Themes and grand narratives and location shots are all well and good, but a lot of the meat of what appeals to us about Rome is the characters. The stage they are on is grand, but so are the personalities, the conflicts, the drama. Publius Horatius Cocles single handedly stopping an attacking army by facing them off on a narrow bridge is a scene used and borrowed again and again in cinema and fiction. The terrible and seemingly unstopping Hannibal of Carthage, threatening to flatten the young Republic is the very model of the seemingly unstoppable enemy.The Gracchi brothers, the Kennedys of their day, struggling with the terrible class conflicts tearing Rome apart. The unlikely rise of Julius Ceasar, fighting to become dictator of a Rome whose republic days were at an end. Cleopatra and Mark Antony, the political match and love affair between an Egyptian and a Roman that brought the entire Mediterranean to war. The Julio-Claudian family, the first dynasty of Emperors: Augustus, the first Emperor, his potent wife Livia, and all of their relatives and descendants (including Nero and Caligula). A court of individuals rising and falling, scheming and working for power, or for some to avoid getting it and just avoid getting their heads chopped off. Pompeia Plotina, wife of Emperor Trajan, who engineered the succession of the Empire to Hadrian after her husband’s death on the strength of her personality and will. Queen Zenobia, widow of a Roman Governor turned King, who made a strong bid to try and break away the Middle East from Rome to make her own Empire in the wake of her husband’s death. And so many more. Their stories are tragic, heroic, funny, and true. What writer would not want to borrow from their lives, their tragedies and triumphs?

Clash of Eagles

And genre writers are doing just that, borrowing from Roman history and the people that made it.
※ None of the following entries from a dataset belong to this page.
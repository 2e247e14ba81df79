//! SQLite persistence for the ledger.
//!
//! Two tables: `project` and `task`. Each has a small store type borrowing
//! the connection held by [`db::Db`], which also applies the schema
//! migrations on open.

pub mod db;
pub mod migrations;
pub mod projects;
pub mod tasks;
#[cfg(test)]
mod tests {
    use qtask::libs::config::{Config, StorageConfig, CONFIG_FILE_NAME};
    use qtask::libs::data_storage::DataStorage;
    use std::fs;
    use tempfile::TempDir;
    use test_context::{test_context, TestContext};

    struct ConfigTestContext {
        storage: DataStorage,
        _temp_dir: TempDir,
    }

    impl TestContext for ConfigTestContext {
        fn setup() -> Self {
            let temp_dir = tempfile::tempdir().unwrap();
            ConfigTestContext {
                storage: DataStorage::at(temp_dir.path().join("qtask")),
                _temp_dir: temp_dir,
            }
        }
    }

    #[test_context(ConfigTestContext)]
    #[test]
    fn test_missing_file_reads_as_default(ctx: &mut ConfigTestContext) {
        let path = ctx.storage.get_path(CONFIG_FILE_NAME).unwrap();

        assert_eq!(Config::read_from(&path).unwrap(), Config::default());
        assert!(!path.exists());
    }

    #[test_context(ConfigTestContext)]
    #[test]
    fn test_get_path_creates_directory(ctx: &mut ConfigTestContext) {
        assert!(!ctx.storage.base_path().exists());

        let path = ctx.storage.get_path(CONFIG_FILE_NAME).unwrap();
        assert!(ctx.storage.base_path().is_dir());
        assert_eq!(path, ctx.storage.base_path().join("config.json"));
    }

    #[test_context(ConfigTestContext)]
    #[test]
    fn test_save_and_read(ctx: &mut ConfigTestContext) {
        let path = ctx.storage.get_path(CONFIG_FILE_NAME).unwrap();
        let config = Config {
            storage: Some(StorageConfig {
                db_file: "ledger.db".to_string(),
            }),
        };

        config.save_to(&path).unwrap();
        assert_eq!(Config::read_from(&path).unwrap(), config);
    }

    #[test_context(ConfigTestContext)]
    #[test]
    fn test_populated_uses_default_db_file(ctx: &mut ConfigTestContext) {
        let path = ctx.storage.get_path(CONFIG_FILE_NAME).unwrap();
        Config::populated().save_to(&path).unwrap();

        let content = fs::read_to_string(&path).unwrap();
        assert!(content.contains("\"db_file\": \"qtask.db\""));
    }

    #[test_context(ConfigTestContext)]
    #[test]
    fn test_empty_object_is_accepted(ctx: &mut ConfigTestContext) {
        let path = ctx.storage.get_path(CONFIG_FILE_NAME).unwrap();
        fs::write(&path, "{}").unwrap();

        assert_eq!(Config::read_from(&path).unwrap().storage, None);
    }

    #[test_context(ConfigTestContext)]
    #[test]
    fn test_malformed_file_is_an_error(ctx: &mut ConfigTestContext) {
        let path = ctx.storage.get_path(CONFIG_FILE_NAME).unwrap();
        fs::write(&path, "{ not json").unwrap();

        assert!(Config::read_from(&path).is_err());
    }
}
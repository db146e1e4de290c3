//! Ledger body types as the daemon serializes them.
//!
//! Field names follow the daemon's JSON (PascalCase, with `ID` acronyms kept
//! upper-case). Slices may arrive as `null` and decode as empty. Every field
//! that feeds the binary encoding is typed; signatures are display-only and
//! stay raw JSON.

use serde::{Deserialize, Serialize};
use serde_json::Value;

use super::primitives::{nullable, Bytes, Currency, Hash, Segment, Specifier, UnlockHash};

/// A coin output: an amount and the address that may spend it.
#[derive(Debug, Clone, PartialEq, Serialize, Deserialize)]
#[serde(rename_all = "PascalCase")]
pub struct SiacoinOutput {
    pub value: Currency,
    pub unlock_hash: UnlockHash,
}

#[derive(Debug, Clone, PartialEq, Default, Serialize, Deserialize)]
#[serde(rename_all = "PascalCase", default)]
pub struct SiaPublicKey {
    pub algorithm: Specifier,
    pub key: Bytes,
}

/// The spend policy an address commits to.
#[derive(Debug, Clone, PartialEq, Default, Serialize, Deserialize)]
#[serde(rename_all = "PascalCase", default)]
pub struct UnlockConditions {
    pub timelock: u64,
    #[serde(deserialize_with = "nullable")]
    pub public_keys: Vec<SiaPublicKey>,
    #[serde(alias = "NumSignatures")]
    pub signatures_required: u64,
}

#[derive(Debug, Clone, PartialEq, Serialize, Deserialize)]
#[serde(rename_all = "PascalCase")]
pub struct SiacoinInput {
    #[serde(rename = "ParentID")]
    pub parent_id: Hash,
    #[serde(default)]
    pub unlock_conditions: UnlockConditions,
}

#[derive(Debug, Clone, PartialEq, Serialize, Deserialize)]
#[serde(rename_all = "PascalCase")]
pub struct SiafundInput {
    #[serde(rename = "ParentID")]
    pub parent_id: Hash,
    #[serde(default)]
    pub unlock_conditions: UnlockConditions,
    #[serde(default)]
    pub claim_unlock_hash: UnlockHash,
}

#[derive(Debug, Clone, PartialEq, Serialize, Deserialize)]
#[serde(rename_all = "PascalCase")]
pub struct SiafundOutput {
    pub value: Currency,
    pub unlock_hash: UnlockHash,
    #[serde(default)]
    pub claim_start: Currency,
}

/// A storage agreement whose payout depends on whether a proof is submitted
/// inside the window.
#[derive(Debug, Clone, PartialEq, Default, Serialize, Deserialize)]
#[serde(rename_all = "PascalCase", default)]
pub struct FileContract {
    pub file_size: u64,
    pub file_merkle_root: Hash,
    pub window_start: u64,
    pub window_end: u64,
    pub payout: Currency,
    #[serde(deserialize_with = "nullable")]
    pub valid_proof_outputs: Vec<SiacoinOutput>,
    #[serde(deserialize_with = "nullable")]
    pub missed_proof_outputs: Vec<SiacoinOutput>,
    pub unlock_hash: UnlockHash,
    pub revision_number: u64,
}

/// A revision replaces the proof outputs of the contract named by `parent_id`.
#[derive(Debug, Clone, PartialEq, Serialize, Deserialize)]
#[serde(rename_all = "PascalCase")]
pub struct FileContractRevision {
    #[serde(rename = "ParentID")]
    pub parent_id: Hash,
    #[serde(default)]
    pub unlock_conditions: UnlockConditions,
    #[serde(default)]
    pub new_revision_number: u64,
    #[serde(default)]
    pub new_file_size: u64,
    #[serde(default)]
    pub new_file_merkle_root: Hash,
    #[serde(default)]
    pub new_window_start: u64,
    #[serde(default)]
    pub new_window_end: u64,
    #[serde(default, deserialize_with = "nullable")]
    pub new_valid_proof_outputs: Vec<SiacoinOutput>,
    #[serde(default, deserialize_with = "nullable")]
    pub new_missed_proof_outputs: Vec<SiacoinOutput>,
    #[serde(default)]
    pub new_unlock_hash: UnlockHash,
}

#[derive(Debug, Clone, PartialEq, Serialize, Deserialize)]
#[serde(rename_all = "PascalCase")]
pub struct StorageProof {
    #[serde(rename = "ParentID")]
    pub parent_id: Hash,
    #[serde(default)]
    pub segment: Segment,
    #[serde(default, deserialize_with = "nullable")]
    pub hash_set: Vec<Hash>,
}

#[derive(Debug, Clone, PartialEq, Default, Serialize, Deserialize)]
#[serde(rename_all = "PascalCase", default)]
pub struct Transaction {
    #[serde(deserialize_with = "nullable")]
    pub siacoin_inputs: Vec<SiacoinInput>,
    #[serde(deserialize_with = "nullable")]
    pub siacoin_outputs: Vec<SiacoinOutput>,
    #[serde(deserialize_with = "nullable")]
    pub file_contracts: Vec<FileContract>,
    #[serde(deserialize_with = "nullable")]
    pub file_contract_revisions: Vec<FileContractRevision>,
    #[serde(deserialize_with = "nullable")]
    pub storage_proofs: Vec<StorageProof>,
    #[serde(deserialize_with = "nullable")]
    pub siafund_inputs: Vec<SiafundInput>,
    #[serde(deserialize_with = "nullable")]
    pub siafund_outputs: Vec<SiafundOutput>,
    #[serde(deserialize_with = "nullable")]
    pub miner_fees: Vec<Currency>,
    #[serde(deserialize_with = "nullable")]
    pub arbitrary_data: Vec<Bytes>,
    #[serde(deserialize_with = "nullable")]
    pub transaction_signatures: Vec<Value>,
}

#[derive(Debug, Clone, PartialEq, Serialize, Deserialize)]
#[serde(rename_all = "PascalCase")]
pub struct Block {
    #[serde(rename = "ParentID")]
    pub parent_id: Hash,
    #[serde(default)]
    pub nonce: [u8; 8],
    pub timestamp: u64,
    #[serde(default, deserialize_with = "nullable")]
    pub miner_payouts: Vec<SiacoinOutput>,
    #[serde(default, deserialize_with = "nullable")]
    pub transactions: Vec<Transaction>,
}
Rome and science fiction isn’t limited to Asimov and early classics of the field. Writers today are mining the Roman Empire, using it, remixing it, and keeping Rome on the forefront of science fiction and fantasy today. Alan Smale’s alternate history Clash of Eagles imagines a Roman Empire that did not fall, and is now having major problems as it explores and tries to conquerNorth America. Michael Livingston’s The Shards of Heaven looks at the events surrounding the conflict between Mark Antony, Cleopatra and Octavian through a fantastic lens.

Romanitas

John Hornor Jacobs The Incorruptibles uses a fantasy world version of the Romans, to tell a story of clashing Empires, colonization, and the drama and intrigue within a senatorial family. Sophia McDougall’s Romanitas universe has a Rome surviving to modern times. The Tour of the Merrimack series by R. M. Meluch has a future where she posits the Romans reconstituting themselves as a stellar Empire very much not under Earth’s thumb, thank you very much. The Chinese fantasy action movie DRAGON BLADE has Roman Legions marching onto the Silk Road to face off against the Han Chinese and a coalition of other locals.

Be it in the past or in the far future, Romans and their world continue to be models and wellsprings of inspiration for writers today.